DE574500C - High pressure pipe - Google Patents

Description

The invention relates to a pipe for high pressure lines or the like. Made of thin sheet steel, which is made of several layers, pre-tensioned wire armouring is provided. The tube made of sheet steel forms a -resistant Base body and a support for the steel wire wrapping. It is now Tubes made of thin sheet steel have been known and proposed which are made with a one or more layers of pre-tensioned wire armouring are provided as protective wrapping.

Compared to these known pipes, what is new is the pipe for high pressure lines according to the invention to see that of the individual steel wire layers the first from the inside under the highest, the following each tinter less tension be applied. As a result of the winding, each wire wound with tension becomes the tension of the previous wire layer change that in the final state at rest the last wire winding under the highest, the first is under the least tension. Preserved at the highest internal pressure of the pipe the individual windings all have a voltage that is as uniform as possible.

The wrapping wires are made of high resistance steel; they have 'an increased Limit elasticity which is higher than that of the pipe. The cross section of the wires is round, square or rectangular, their thickness is about 1 to 3 mm.

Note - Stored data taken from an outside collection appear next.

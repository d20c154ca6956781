//! Failure classes of the synchronization engine.
//!
//! None of these escape the periodic loops: the engine turns them into
//! report values and log lines so a single fault never stops checking.

use thiserror::Error;

#[derive(Error, Debug, Clone, PartialEq)]
pub enum ClockSyncError {
    #[error("no time probe succeeded out of {attempted} attempts")]
    NoSamples { attempted: u32 },

    #[error("a clock sync round is already running")]
    AlreadyRunning,

    #[error("time probe channel failed: {0}")]
    Channel(String),

    #[error("clock estimate was invalidated while the round was running")]
    Invalidated,
}

#[derive(Error, Debug, Clone, PartialEq)]
pub enum PlayerError {
    #[error("player backend error: {0}")]
    Backend(String),
}

#[derive(Error, Debug, Clone, PartialEq)]
pub enum ConfigError {
    #[error("tolerance ({tolerance_ms}ms) must be below the hard sync threshold ({hard_ms}ms)")]
    ThresholdOrder { tolerance_ms: f64, hard_ms: f64 },

    #[error("soft sync rate factor must be in (0, 1), got {0}")]
    RateFactor(f64),

    #[error("{name} must be greater than zero")]
    NotPositive { name: &'static str },
}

The wrapping is made up of a series of endless turns, one on top of the other. and right next to each other. The cross section of the wires, the number of The turns and the spacing in each layer are given by calculation depending on the situation Conditions determined.

In order to carry out the winding under different tension of the wires, a known winding device used and'die tension of the wires for each Position by different weights attached to the wire to be wound, or effected by an adjustable braking device.

It goes without saying that this winding with steel wire - not only for pipes, but also in containers and the like of any kind that are exposed to internal pressures will.

Fig. Ι shows a longitudinal section through a tube that is resistant to internal pressure

is capable of having angled end pieces in cross-section, reinforced by an iron Washer.

Fig. 2 shows the same pipe reinforced with angle iron.

Fig. 3 shows a section perpendicular through the pipe. .

Fig. 4 shows a longitudinal section through the tube, which is provided with longitudinal rods connected to the end pieces by wrapped steel wire.

Fig. 5 reproduces a section. XX of Fig. 4, perpendicular to the pipe axis.

Fig. 6 shows the angled end piece in section that goes through. Layers of steel wire reinforced is.'

Fig. 7 shows schematically the arrangement for winding the steel wire under variable Tension from the changing weight.

Fig. 8 shows the general shape of the stress curve for a pipe radius oa = P.

The voltage curve should first be explained.

In order to obtain a tube made of thin sheet steel with wire layer armor according to the invention, it is necessary that the wires work under the internal pressure with the same tension that has been determined in advance. This is achieved by the way the wires are wound, the tension of which is variable from one layer to the other according to a certain law, while the length is the same. Fig. 8 shows the general shape of the stress curve for a pipe radius oa = P.

ab = thickness of the sheet,

bc = thickness of the wire winding,

mn = curve of the voltage sequence.

The curve always runs in such a way that the cavity is directed upwards. The tension in the winding is reduced from the inside (mb) to the outside (nc).

The first wire is wound with the tension btn. The wire, e.g. B. the row d, the voltage dd! to have. The last wire has the tension cn.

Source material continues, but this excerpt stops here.